Small-claims courts in the US are designed to solve cases instantly, to avoid protracted legal battles, writes Mohan Babu

In an earlier column, I talked about the basics of legal system in the US, how an understanding of the fundamentals of law can help guide our lives in a foreign country. Recently, I had an opportunity to test- the maximum extent to which a (lay) person can use the legal system without hiring expensive attorneys.

My wife and I had planned a vacation to India during Jan/Feb, 2001. Since I was unable to take more than four weeks off from work, I suggested that she leave a month earlier. Due to our conflicting schedules, we decided to book our tickets separately. I booked my ticket directly with the airline, after which we contacted a travel agent in Chicago. He agreed to book my wife's return travel corresponding to mine, so that both of us could travel back together. I have travelled on different airlines on the trans-Atlantic route a number of times and know most of the ‘tricks’ employed by travel agents, and thought I had a good deal on her ticket. At the time of booking the ticket, I didn’t realise that I had bargained for anything more than just a flight ticket.

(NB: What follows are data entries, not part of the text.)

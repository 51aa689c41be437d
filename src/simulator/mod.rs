//! # Simulator
//!
//! Ties the device components to a transport and drives them until shutdown.
//!
//! ```text
//!                ┌──────────── Simulator::run ─────────────┐
//! broker ──RX──► router ──► commands ──► ack               │
//!                   │                                      │
//!                   └──► OtaHandle ──OtaEvent──► pump ──► event/ota
//!                                                          │
//! ticker ──► TelemetryGenerator ──────────────────────────► telemetry
//!                └─────────────────────────────────────────┘
//! ```
//!
//! Startup publishes the discovery descriptor and the online status, both
//! confirmed by the broker. Shutdown cancels the router and any running OTA
//! transfer, then publishes the offline status with reason `mock stopped`.

pub mod router;

use std::sync::Arc;
use std::time::Duration;
use tokio::sync::mpsc;
use tokio_util::sync::CancellationToken;
use tracing::{debug, error, info, warn};

use crate::codec::encode;
use crate::config::{Capabilities, OtaSettings, SimulatorConfig};
use crate::device::announce::{Announcer, DeviceState};
use crate::device::log_buffer::LogRingBuffer;
use crate::device::telemetry::TelemetryGenerator;
use crate::device::topics::{Channel, TopicSet};
use crate::mqtt::message_manager::InboundMessage;
use crate::mqtt::transport::{Transport, TransportError};
use crate::ota::{OtaEvent, OtaHandle, TransferContext, TransferOutcome};
use router::Router;

pub const BOOT_REASON: &str = "mock_start";
pub const STOP_REASON: &str = "mock stopped";
const OTA_EVENT_CAPACITY: usize = 32;

#[derive(Debug, thiserror::Error)]
pub enum SimulatorError {
    #[error(transparent)]
    Transport(#[from] TransportError),

    #[error("Background task failed: {0}")]
    Join(#[from] tokio::task::JoinError),
}

/// What a finished run did
#[derive(Debug, Clone, PartialEq, Eq)]
pub struct RunSummary {
    pub telemetry_sent: u64,
    pub last_transfer: Option<TransferOutcome>,
}

/// Ring buffer for one device, opened with the boot marker when logging is on
pub fn device_log(device_id: &str, logs_enabled: bool) -> Arc<LogRingBuffer> {
    let log = Arc::new(LogRingBuffer::new(device_id));
    if logs_enabled {
        log.boot_marker(BOOT_REASON);
    }
    log
}

pub struct Simulator<T: Transport> {
    transport: Arc<T>,
    topics: Arc<TopicSet>,
    announcer: Announcer<T>,
    telemetry: TelemetryGenerator,
    interval: Duration,
    ota: OtaSettings,
    log: Arc<LogRingBuffer>,
}

impl<T: Transport> Simulator<T> {
    pub fn new(
        transport: Arc<T>,
        config: &SimulatorConfig,
        capabilities: Capabilities,
        topics: Arc<TopicSet>,
        log: Arc<LogRingBuffer>,
    ) -> Self {
        let announcer = Announcer::new(
            transport.clone(),
            topics.clone(),
            config.device.clone(),
            capabilities,
            log.clone(),
        );
        Self {
            transport,
            topics,
            announcer,
            telemetry: TelemetryGenerator::new(&config.telemetry),
            interval: Duration::from_secs(config.telemetry.interval_secs.max(1)),
            ota: config.ota.clone(),
            log,
        }
    }

    /// Runs until `shutdown` is cancelled.
    ///
    /// Without an inbound channel (dry run) only the outbound side runs.
    pub async fn run(
        mut self,
        inbound: Option<mpsc::Receiver<InboundMessage>>,
        shutdown: CancellationToken,
    ) -> Result<RunSummary, SimulatorError> {
        self.announcer.announce_discovery().await?;
        self.announcer.set_status(DeviceState::Online, None).await?;
        if inbound.is_some() {
            for (filter, qos) in self.topics.subscriptions() {
                self.transport.subscribe(&filter, qos).await?;
            }
        }

        let (event_tx, event_rx) = mpsc::channel(OTA_EVENT_CAPACITY);
        let pump = tokio::spawn(pump_ota_events(
            self.transport.clone(),
            self.topics.event_ota.clone(),
            event_rx,
        ));

        let router = match inbound {
            Some(inbound) => {
                let context =
                    TransferContext::new(&self.ota, event_tx, self.log.clone(), shutdown.clone());
                let router = Router::new(
                    self.transport.clone(),
                    self.topics.clone(),
                    self.log.clone(),
                    OtaHandle::new(context),
                );
                info!("Listening for commands on {}/#", self.topics.cmd);
                Some(tokio::spawn(router.run(inbound, shutdown.clone())))
            }
            None => {
                drop(event_tx);
                None
            }
        };

        let telemetry_sent = self.telemetry_loop(&shutdown).await;
        info!("Stopping after {} telemetry samples", telemetry_sent);

        let last_transfer = match router {
            Some(task) => task.await?,
            None => None,
        };
        pump.await?;

        self.announcer
            .set_status(DeviceState::Offline, Some(STOP_REASON))
            .await?;

        Ok(RunSummary {
            telemetry_sent,
            last_transfer,
        })
    }

    async fn telemetry_loop(&mut self, shutdown: &CancellationToken) -> u64 {
        let mut ticker = tokio::time::interval(self.interval);
        let mut seq: u64 = 0;
        loop {
            tokio::select! {
                _ = shutdown.cancelled() => break,
                _ = ticker.tick() => {
                    match self.publish_telemetry(seq).await {
                        Ok(()) => debug!("Telemetry {} sent -> {}", seq + 1, self.topics.telemetry),
                        Err(e) => warn!("Telemetry {} not sent: {}", seq + 1, e),
                    }
                    seq += 1;
                }
            }
        }
        seq
    }

    async fn publish_telemetry(&mut self, seq: u64) -> Result<(), TransportError> {
        let sample = self.telemetry.sample(seq, self.transport.reconnect_count());
        self.transport
            .publish(
                &self.topics.telemetry,
                Channel::Telemetry.qos(),
                Channel::Telemetry.retain(),
                encode(&sample)?,
            )
            .await?;
        if seq % 4 == 0 {
            self.log.info(
                "telemetry",
                &format!("power={}W weight={}g", sample.power.watts, sample.weight_g),
            );
        }
        Ok(())
    }
}

/// Publishes OTA lifecycle events until every transfer context is gone.
async fn pump_ota_events<T: Transport>(
    transport: Arc<T>,
    topic: String,
    mut events: mpsc::Receiver<OtaEvent>,
) {
    while let Some(event) = events.recv().await {
        let payload = match encode(&event) {
            Ok(payload) => payload,
            Err(e) => {
                error!("Failed to encode OTA event: {}", e);
                continue;
            }
        };
        if let Err(e) = transport
            .publish(
                &topic,
                Channel::EventOta.qos(),
                Channel::EventOta.retain(),
                payload,
            )
            .await
        {
            warn!("OTA event not published: {}", e);
        }
    }
    debug!("OTA event pump finished");
}

#[cfg(test)]
mod tests {
    use super::*;
    use crate::mqtt::transport::testing::RecordingTransport;
    use crate::device::log_buffer::LogLevel;

    fn config() -> SimulatorConfig {
        let mut config = SimulatorConfig::default();
        config.device.id = "dev1".to_string();
        config.telemetry.interval_secs = 60;
        config.ota.pacing_ms = 0;
        config
    }

    fn simulator(
        logs: bool,
    ) -> (
        Simulator<RecordingTransport>,
        Arc<RecordingTransport>,
        Arc<LogRingBuffer>,
    ) {
        let config = config();
        let transport = Arc::new(RecordingTransport::default());
        let topics = Arc::new(TopicSet::new(&config.device.id, logs));
        let log = device_log(&config.device.id, logs);
        let capabilities = Capabilities {
            logs,
            extra_services: Vec::new(),
        };
        let simulator = Simulator::new(transport.clone(), &config, capabilities, topics, log.clone());
        (simulator, transport, log)
    }

    #[test]
    fn boot_marker_only_with_logging() {
        let log = device_log("dev1", true);
        let dump = log.dump(false);
        assert_eq!(dump.count, 1);
        assert_eq!(dump.entries[0].level, LogLevel::Boot);
        assert_eq!(dump.entries[0].msg, "boot_reason=mock_start");

        assert!(device_log("dev1", false).is_empty());
    }

    #[tokio::test]
    async fn lifecycle_publishes_online_telemetry_offline() {
        let (simulator, transport, log) = simulator(true);
        let shutdown = CancellationToken::new();
        let task = tokio::spawn(simulator.run(None, shutdown.clone()));
        tokio::time::sleep(Duration::from_millis(50)).await;
        shutdown.cancel();
        let summary = task.await.unwrap().unwrap();
        assert_eq!(summary.telemetry_sent, 1);
        assert_eq!(summary.last_transfer, None);

        let topics: Vec<String> = transport.published().into_iter().map(|p| p.topic).collect();
        assert_eq!(
            topics,
            vec![
                "skyfeeder/dev1/discovery",
                "skyfeeder/dev1/status",
                "skyfeeder/dev1/telemetry",
                "skyfeeder/dev1/status",
            ]
        );

        let status = transport.on_topic("skyfeeder/dev1/status");
        assert!(status.iter().all(|p| p.retain && p.confirmed));
        assert_eq!(status[0].json()["state"], "online");
        assert_eq!(status[1].json()["state"], "offline");
        assert_eq!(status[1].json()["reason"], "mock stopped");

        let telemetry = &transport.on_topic("skyfeeder/dev1/telemetry")[0];
        assert!(!telemetry.retain);
        assert_eq!(telemetry.json()["health"]["telemetry_count"], 1);

        let messages: Vec<String> = log.dump(false).entries.into_iter().map(|e| e.msg).collect();
        assert_eq!(messages[0], "boot_reason=mock_start");
        assert_eq!(messages[1], "status=online");
        assert!(messages[2].starts_with("power="));
        assert_eq!(messages[3], "status=offline");
    }

    #[tokio::test]
    async fn ota_events_reach_the_event_topic() {
        let (simulator, transport, _) = simulator(false);
        let shutdown = CancellationToken::new();
        let (tx, rx) = mpsc::channel(8);
        let task = tokio::spawn(simulator.run(Some(rx), shutdown.clone()));

        tx.send(InboundMessage::from_topic(
            "skyfeeder/dev1/cmd/ota",
            br#"{"reqId":"u1","url":"mock.bin","size":4096}"#.to_vec(),
        ))
        .await
        .unwrap();
        tokio::time::sleep(Duration::from_millis(200)).await;
        shutdown.cancel();
        let summary = task.await.unwrap().unwrap();

        assert!(matches!(
            summary.last_transfer,
            Some(TransferOutcome::Verified { ref crc, .. }) if crc == "37C401CD"
        ));
        let filters: Vec<String> = transport.subscriptions().into_iter().map(|(f, _)| f).collect();
        assert_eq!(
            filters,
            vec!["skyfeeder/dev1/cmd", "skyfeeder/dev1/cmd/#", "skyfeeder/dev1/cmd/ota"]
        );
        let events = transport.on_topic("skyfeeder/dev1/event/ota");
        assert_eq!(events.len(), 5);
        assert!(events.iter().all(|e| e.qos == rumqttc::QoS::AtMostOnce && !e.retain));
        assert_eq!(events[4].json()["status"], "verified");
        assert_eq!(events[4].json()["reqId"], "u1");
    }

    #[tokio::test]
    async fn dry_run_subscribes_to_nothing() {
        let (simulator, transport, _) = simulator(true);
        let shutdown = CancellationToken::new();
        shutdown.cancel();
        simulator.run(None, shutdown).await.unwrap();
        assert!(transport.subscriptions().is_empty());
    }

    #[tokio::test]
    async fn rejected_telemetry_is_neither_recorded_nor_logged() {
        let (mut simulator, transport, log) = simulator(true);
        simulator.interval = Duration::from_millis(20);
        transport.set_reject(true);

        let shutdown = CancellationToken::new();
        let stop = shutdown.clone();
        tokio::spawn(async move {
            tokio::time::sleep(Duration::from_millis(110)).await;
            stop.cancel();
        });
        let attempts = simulator.telemetry_loop(&shutdown).await;

        assert!(attempts >= 2);
        assert!(transport.on_topic("skyfeeder/dev1/telemetry").is_empty());
        let dump = log.dump(false);
        assert!(dump.entries.iter().all(|e| e.tag != "telemetry"));
    }

    #[tokio::test]
    async fn telemetry_sequence_keeps_counting_across_rejections() {
        let (mut simulator, transport, _) = simulator(false);
        simulator.interval = Duration::from_millis(20);
        transport.set_reject(true);

        let shutdown = CancellationToken::new();
        let stop = shutdown.clone();
        let broker = transport.clone();
        tokio::spawn(async move {
            tokio::time::sleep(Duration::from_millis(50)).await;
            broker.set_reject(false);
            tokio::time::sleep(Duration::from_millis(60)).await;
            stop.cancel();
        });
        simulator.telemetry_loop(&shutdown).await;

        let sent = transport.on_topic("skyfeeder/dev1/telemetry");
        assert!(!sent.is_empty());
        assert!(sent[0].json()["health"]["telemetry_count"].as_u64().unwrap() > 1);
    }

    #[tokio::test]
    async fn rejected_discovery_stops_the_run() {
        let (simulator, transport, _) = simulator(false);
        transport.set_reject(true);
        let result = simulator.run(None, CancellationToken::new()).await;
        assert!(matches!(result, Err(SimulatorError::Transport(_))));
    }
}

A few days before our departure from India, I tried to reconfirm our tickets, as is the norm. On contacting the airline, we were told that my ticket was OK. However, we were told that my wife's ticket could not be reconfirmed due to an incorrect ticketing done by the agent. Since we had to leave for the US and were unable to contact the travel agent, we approached another travel agent in India, who issued both of us, new one-way tickets.

Upon coming back to the US, I made repeated attempts to contact the travel agent, expecting them to explain their side of the story. As in a case of grossly negligent customer service, they refused to return my calls or my mails. I pride myself on being a savvy consumer and realised that we were wronged. I had suffered a loss and was unwilling to let the matter rest.

I then tried to contact the airline directly. They responded by saying that on investigating the matter, they found it to be a ‘booking class’ violation on the part of the travel agent. They also added they were not responsible for the travel agent’s actions and asked me to pursue it with the agent. On further inquiry, I was told that prices of international air tickets vary widely, and a ‘booking class violation’ occurs when travel agents cut corners by booking passengers on categories of tickets they are not authorised to book. These cases slip through the cracks when the flights are not fully booked. Sometimes out of sheer goodwill, airline-ticketing agents allow passengers to travel, even when they realise that there is a booking class violation. However, in most cases when the flight is fully booked, the ticketing agents scrutinise each ticket vigilantly and weed out tickets that have been incorrectly booked. Unfortunately for us, the flight from India was overbooked and the airline was not able to accommodate us. Most passengers trust the professionals - travel agents - to book their ticket correctly and are blissfully unaware of the nuances of booking international tickets.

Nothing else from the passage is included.